▶ **Description of the task**: Using the records that follow, copy every line containing the word "main".
↓↓↓
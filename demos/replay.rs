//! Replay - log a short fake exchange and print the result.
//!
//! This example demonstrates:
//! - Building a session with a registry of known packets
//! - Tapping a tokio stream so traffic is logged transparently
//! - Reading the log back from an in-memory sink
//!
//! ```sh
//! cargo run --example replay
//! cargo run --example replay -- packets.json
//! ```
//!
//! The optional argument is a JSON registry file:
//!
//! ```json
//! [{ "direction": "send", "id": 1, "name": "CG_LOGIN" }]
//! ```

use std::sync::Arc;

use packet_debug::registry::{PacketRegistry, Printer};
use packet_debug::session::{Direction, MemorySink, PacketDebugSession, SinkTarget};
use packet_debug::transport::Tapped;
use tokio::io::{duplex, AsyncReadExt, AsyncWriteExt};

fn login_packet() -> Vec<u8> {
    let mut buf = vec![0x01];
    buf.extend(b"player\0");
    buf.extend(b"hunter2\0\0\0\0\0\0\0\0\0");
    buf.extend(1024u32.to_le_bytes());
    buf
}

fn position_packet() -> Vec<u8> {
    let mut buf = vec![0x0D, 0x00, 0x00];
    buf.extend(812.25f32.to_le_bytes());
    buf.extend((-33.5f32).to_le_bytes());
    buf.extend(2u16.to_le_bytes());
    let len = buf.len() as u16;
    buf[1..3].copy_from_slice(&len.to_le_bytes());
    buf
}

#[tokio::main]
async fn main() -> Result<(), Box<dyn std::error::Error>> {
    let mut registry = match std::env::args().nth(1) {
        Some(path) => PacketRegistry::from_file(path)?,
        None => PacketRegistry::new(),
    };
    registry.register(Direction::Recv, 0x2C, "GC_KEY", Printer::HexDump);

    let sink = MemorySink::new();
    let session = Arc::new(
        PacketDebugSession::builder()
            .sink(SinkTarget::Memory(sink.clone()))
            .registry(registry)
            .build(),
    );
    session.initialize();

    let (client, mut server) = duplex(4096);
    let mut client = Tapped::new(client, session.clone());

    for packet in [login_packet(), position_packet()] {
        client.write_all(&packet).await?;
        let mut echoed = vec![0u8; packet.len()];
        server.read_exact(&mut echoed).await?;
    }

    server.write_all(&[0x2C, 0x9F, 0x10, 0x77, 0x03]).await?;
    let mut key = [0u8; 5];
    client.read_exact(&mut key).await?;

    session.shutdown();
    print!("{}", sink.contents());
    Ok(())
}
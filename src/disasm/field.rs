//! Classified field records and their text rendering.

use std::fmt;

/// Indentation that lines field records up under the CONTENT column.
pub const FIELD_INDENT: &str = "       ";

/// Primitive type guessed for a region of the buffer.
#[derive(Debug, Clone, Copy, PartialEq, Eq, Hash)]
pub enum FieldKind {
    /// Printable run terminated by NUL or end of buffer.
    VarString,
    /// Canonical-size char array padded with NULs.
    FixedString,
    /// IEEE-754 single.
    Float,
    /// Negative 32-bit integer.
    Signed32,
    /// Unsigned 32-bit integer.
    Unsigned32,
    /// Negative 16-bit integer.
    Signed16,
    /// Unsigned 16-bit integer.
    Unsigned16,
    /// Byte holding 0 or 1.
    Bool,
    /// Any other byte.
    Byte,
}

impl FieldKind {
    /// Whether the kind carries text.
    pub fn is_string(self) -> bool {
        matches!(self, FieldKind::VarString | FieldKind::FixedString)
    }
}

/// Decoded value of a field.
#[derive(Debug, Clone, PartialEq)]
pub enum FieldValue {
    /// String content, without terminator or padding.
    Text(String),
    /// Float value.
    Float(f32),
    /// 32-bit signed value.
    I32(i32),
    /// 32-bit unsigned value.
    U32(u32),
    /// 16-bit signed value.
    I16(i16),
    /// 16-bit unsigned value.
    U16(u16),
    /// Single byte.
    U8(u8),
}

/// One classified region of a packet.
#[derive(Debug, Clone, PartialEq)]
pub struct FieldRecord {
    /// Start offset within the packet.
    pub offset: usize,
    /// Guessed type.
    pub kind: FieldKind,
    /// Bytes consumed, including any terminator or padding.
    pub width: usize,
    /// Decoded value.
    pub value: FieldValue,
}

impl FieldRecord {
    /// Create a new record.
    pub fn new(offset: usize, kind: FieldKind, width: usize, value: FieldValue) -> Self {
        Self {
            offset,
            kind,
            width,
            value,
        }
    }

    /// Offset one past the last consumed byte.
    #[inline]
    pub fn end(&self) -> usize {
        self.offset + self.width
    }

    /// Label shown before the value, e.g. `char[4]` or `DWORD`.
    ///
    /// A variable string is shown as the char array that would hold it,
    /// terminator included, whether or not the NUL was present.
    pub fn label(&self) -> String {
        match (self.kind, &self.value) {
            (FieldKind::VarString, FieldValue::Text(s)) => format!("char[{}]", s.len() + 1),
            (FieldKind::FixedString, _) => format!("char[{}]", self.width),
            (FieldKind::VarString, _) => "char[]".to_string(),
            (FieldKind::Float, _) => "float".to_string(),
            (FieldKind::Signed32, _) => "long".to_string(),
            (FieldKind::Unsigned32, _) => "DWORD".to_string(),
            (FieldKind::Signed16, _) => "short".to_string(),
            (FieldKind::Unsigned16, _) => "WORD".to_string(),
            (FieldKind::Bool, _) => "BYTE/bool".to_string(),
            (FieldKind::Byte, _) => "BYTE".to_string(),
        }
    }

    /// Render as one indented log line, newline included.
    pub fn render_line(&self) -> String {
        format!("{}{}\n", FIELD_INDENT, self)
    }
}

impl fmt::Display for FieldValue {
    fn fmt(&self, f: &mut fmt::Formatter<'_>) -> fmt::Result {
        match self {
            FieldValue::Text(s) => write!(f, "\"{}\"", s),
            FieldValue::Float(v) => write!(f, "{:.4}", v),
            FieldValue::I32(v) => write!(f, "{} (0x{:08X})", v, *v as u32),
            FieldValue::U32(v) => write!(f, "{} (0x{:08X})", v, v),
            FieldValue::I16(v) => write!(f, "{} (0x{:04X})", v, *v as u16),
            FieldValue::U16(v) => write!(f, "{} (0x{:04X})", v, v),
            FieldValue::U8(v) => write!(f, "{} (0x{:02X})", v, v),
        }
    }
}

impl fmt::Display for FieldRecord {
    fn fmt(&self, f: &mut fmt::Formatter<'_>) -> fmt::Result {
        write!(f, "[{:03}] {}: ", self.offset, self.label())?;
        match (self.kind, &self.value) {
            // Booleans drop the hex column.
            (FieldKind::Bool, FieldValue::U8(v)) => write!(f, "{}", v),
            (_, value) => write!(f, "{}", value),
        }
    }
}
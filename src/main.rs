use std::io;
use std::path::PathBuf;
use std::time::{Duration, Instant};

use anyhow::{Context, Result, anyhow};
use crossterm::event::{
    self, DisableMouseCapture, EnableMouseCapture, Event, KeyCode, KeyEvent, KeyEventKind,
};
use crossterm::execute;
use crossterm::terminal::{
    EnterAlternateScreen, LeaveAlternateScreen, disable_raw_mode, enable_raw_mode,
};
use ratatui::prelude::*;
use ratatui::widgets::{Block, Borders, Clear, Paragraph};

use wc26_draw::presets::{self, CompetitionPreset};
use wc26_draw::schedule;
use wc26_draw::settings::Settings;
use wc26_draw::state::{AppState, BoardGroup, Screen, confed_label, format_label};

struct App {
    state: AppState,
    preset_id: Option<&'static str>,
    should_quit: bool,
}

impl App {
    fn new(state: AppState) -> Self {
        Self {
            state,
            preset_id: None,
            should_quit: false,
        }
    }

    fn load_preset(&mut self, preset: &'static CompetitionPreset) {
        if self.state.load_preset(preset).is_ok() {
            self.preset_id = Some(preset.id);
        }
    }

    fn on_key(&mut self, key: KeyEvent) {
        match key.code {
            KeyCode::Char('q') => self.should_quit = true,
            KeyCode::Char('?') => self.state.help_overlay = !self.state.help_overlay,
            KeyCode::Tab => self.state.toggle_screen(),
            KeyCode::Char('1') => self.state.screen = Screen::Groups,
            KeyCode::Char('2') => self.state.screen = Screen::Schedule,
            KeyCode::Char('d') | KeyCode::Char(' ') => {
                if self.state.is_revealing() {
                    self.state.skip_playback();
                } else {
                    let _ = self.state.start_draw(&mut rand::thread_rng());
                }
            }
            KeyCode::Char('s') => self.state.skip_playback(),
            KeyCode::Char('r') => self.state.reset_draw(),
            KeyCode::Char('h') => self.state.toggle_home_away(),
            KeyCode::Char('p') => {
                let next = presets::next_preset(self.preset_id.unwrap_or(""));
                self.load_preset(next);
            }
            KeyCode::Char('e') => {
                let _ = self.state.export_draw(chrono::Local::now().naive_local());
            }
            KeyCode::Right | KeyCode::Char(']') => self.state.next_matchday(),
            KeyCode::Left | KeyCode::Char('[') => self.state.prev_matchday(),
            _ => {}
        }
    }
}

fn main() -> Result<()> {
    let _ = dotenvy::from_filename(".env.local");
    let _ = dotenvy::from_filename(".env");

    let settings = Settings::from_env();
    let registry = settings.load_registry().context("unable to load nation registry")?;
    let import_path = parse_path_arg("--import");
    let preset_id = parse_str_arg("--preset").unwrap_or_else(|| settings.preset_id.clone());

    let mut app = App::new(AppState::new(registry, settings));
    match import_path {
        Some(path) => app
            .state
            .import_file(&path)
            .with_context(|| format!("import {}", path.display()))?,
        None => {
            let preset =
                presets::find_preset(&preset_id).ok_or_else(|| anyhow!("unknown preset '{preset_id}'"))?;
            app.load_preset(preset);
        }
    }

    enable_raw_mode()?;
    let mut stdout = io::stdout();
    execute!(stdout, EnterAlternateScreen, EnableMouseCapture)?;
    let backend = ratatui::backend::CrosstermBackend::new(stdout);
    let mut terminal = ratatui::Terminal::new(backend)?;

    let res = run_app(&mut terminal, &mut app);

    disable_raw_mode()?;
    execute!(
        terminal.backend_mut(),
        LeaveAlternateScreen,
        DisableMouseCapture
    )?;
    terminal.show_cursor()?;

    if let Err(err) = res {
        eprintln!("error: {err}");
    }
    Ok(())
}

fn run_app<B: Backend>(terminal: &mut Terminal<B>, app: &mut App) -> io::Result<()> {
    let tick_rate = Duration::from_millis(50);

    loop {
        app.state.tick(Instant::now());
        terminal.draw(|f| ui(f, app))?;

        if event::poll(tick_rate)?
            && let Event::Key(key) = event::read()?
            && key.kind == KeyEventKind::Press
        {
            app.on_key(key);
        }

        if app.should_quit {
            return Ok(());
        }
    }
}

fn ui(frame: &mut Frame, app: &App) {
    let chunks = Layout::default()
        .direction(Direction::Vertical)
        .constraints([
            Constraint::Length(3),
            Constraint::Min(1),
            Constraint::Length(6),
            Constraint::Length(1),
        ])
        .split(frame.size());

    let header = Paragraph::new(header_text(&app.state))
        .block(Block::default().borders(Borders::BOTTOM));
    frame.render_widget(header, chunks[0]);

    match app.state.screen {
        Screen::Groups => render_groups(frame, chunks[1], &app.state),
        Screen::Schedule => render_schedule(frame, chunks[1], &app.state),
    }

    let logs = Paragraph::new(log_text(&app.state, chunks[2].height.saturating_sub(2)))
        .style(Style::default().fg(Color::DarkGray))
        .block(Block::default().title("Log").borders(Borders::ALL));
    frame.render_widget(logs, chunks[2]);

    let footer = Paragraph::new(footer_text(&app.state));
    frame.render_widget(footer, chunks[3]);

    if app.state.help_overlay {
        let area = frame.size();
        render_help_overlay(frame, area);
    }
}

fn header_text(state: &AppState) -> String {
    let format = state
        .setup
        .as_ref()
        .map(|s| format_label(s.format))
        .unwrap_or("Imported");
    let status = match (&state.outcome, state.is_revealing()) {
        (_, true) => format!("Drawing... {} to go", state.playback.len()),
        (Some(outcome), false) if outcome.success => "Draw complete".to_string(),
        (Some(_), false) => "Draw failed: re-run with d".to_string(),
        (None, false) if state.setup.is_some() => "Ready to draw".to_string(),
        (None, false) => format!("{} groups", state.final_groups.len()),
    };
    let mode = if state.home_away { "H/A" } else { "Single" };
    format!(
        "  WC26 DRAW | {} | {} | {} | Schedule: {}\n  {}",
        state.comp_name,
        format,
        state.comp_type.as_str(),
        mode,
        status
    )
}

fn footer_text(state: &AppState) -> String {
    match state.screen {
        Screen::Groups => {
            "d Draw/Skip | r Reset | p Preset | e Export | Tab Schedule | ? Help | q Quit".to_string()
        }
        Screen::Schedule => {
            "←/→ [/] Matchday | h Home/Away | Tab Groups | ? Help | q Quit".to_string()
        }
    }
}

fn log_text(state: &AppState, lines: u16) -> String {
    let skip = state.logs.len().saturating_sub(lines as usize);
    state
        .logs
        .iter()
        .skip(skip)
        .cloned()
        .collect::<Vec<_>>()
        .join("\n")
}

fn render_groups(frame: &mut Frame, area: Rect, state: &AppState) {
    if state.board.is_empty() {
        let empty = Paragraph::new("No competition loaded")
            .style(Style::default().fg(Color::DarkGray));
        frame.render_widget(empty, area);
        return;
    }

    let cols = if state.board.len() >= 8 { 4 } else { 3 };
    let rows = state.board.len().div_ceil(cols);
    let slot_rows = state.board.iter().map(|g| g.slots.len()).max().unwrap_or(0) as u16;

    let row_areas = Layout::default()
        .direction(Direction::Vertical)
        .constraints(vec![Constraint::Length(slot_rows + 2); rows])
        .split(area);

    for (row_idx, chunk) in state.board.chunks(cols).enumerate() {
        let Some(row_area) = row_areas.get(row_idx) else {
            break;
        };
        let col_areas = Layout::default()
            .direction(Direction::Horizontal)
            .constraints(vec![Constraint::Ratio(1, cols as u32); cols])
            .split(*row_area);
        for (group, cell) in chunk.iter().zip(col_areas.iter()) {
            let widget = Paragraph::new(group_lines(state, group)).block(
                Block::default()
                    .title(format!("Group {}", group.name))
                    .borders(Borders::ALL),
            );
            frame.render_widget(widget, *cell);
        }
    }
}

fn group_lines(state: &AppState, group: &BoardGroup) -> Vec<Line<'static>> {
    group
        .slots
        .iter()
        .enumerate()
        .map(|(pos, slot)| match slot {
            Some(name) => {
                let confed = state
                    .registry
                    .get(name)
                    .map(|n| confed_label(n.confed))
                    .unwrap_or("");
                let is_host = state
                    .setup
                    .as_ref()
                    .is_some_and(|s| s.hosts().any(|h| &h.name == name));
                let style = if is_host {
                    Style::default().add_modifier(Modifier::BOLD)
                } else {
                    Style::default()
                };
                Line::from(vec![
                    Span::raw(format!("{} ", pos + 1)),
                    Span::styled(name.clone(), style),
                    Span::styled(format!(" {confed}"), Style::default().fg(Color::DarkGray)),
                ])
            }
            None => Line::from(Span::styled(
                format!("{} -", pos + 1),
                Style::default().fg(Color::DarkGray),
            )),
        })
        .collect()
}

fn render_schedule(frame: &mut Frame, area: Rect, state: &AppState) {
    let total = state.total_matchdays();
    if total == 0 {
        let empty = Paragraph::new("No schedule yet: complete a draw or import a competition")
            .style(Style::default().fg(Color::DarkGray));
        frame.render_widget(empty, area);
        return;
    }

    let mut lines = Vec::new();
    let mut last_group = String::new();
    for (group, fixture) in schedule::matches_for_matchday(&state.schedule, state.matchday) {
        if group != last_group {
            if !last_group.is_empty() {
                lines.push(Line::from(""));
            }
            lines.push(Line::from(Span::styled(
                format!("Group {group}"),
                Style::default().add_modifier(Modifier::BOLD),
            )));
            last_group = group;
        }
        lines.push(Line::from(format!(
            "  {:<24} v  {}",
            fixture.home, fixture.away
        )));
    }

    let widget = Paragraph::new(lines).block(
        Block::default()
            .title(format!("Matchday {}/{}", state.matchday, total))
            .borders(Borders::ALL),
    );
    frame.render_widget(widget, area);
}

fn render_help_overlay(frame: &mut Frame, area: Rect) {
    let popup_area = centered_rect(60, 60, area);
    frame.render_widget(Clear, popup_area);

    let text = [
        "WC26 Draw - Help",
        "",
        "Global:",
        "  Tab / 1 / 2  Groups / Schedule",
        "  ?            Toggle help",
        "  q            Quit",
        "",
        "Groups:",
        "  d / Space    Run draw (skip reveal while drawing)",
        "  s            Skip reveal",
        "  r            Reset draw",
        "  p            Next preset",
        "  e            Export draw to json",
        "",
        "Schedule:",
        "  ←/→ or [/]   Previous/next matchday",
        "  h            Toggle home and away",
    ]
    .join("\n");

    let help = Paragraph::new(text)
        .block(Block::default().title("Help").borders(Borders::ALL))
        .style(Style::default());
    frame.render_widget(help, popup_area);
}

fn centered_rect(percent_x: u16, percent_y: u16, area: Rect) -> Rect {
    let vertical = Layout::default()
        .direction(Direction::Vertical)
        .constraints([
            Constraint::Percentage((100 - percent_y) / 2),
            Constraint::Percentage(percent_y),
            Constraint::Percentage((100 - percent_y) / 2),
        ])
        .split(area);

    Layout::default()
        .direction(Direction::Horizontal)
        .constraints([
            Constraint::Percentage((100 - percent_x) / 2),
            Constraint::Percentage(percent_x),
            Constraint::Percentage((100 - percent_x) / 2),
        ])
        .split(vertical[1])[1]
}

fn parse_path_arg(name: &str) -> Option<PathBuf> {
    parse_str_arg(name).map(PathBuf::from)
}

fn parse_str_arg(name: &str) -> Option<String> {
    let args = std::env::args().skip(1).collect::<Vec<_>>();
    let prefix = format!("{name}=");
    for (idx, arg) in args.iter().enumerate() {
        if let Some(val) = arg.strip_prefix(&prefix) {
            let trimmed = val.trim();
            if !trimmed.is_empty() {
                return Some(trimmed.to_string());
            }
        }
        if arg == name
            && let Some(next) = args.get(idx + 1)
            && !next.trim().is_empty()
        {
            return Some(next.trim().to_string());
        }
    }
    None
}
↑↑↑
▶ **Answer section**:
#[tokio::main]
async fn main() -> Result<(), Box<dyn std::error::Error>> {
filename src/main.rs
fn main() -> Result<()> {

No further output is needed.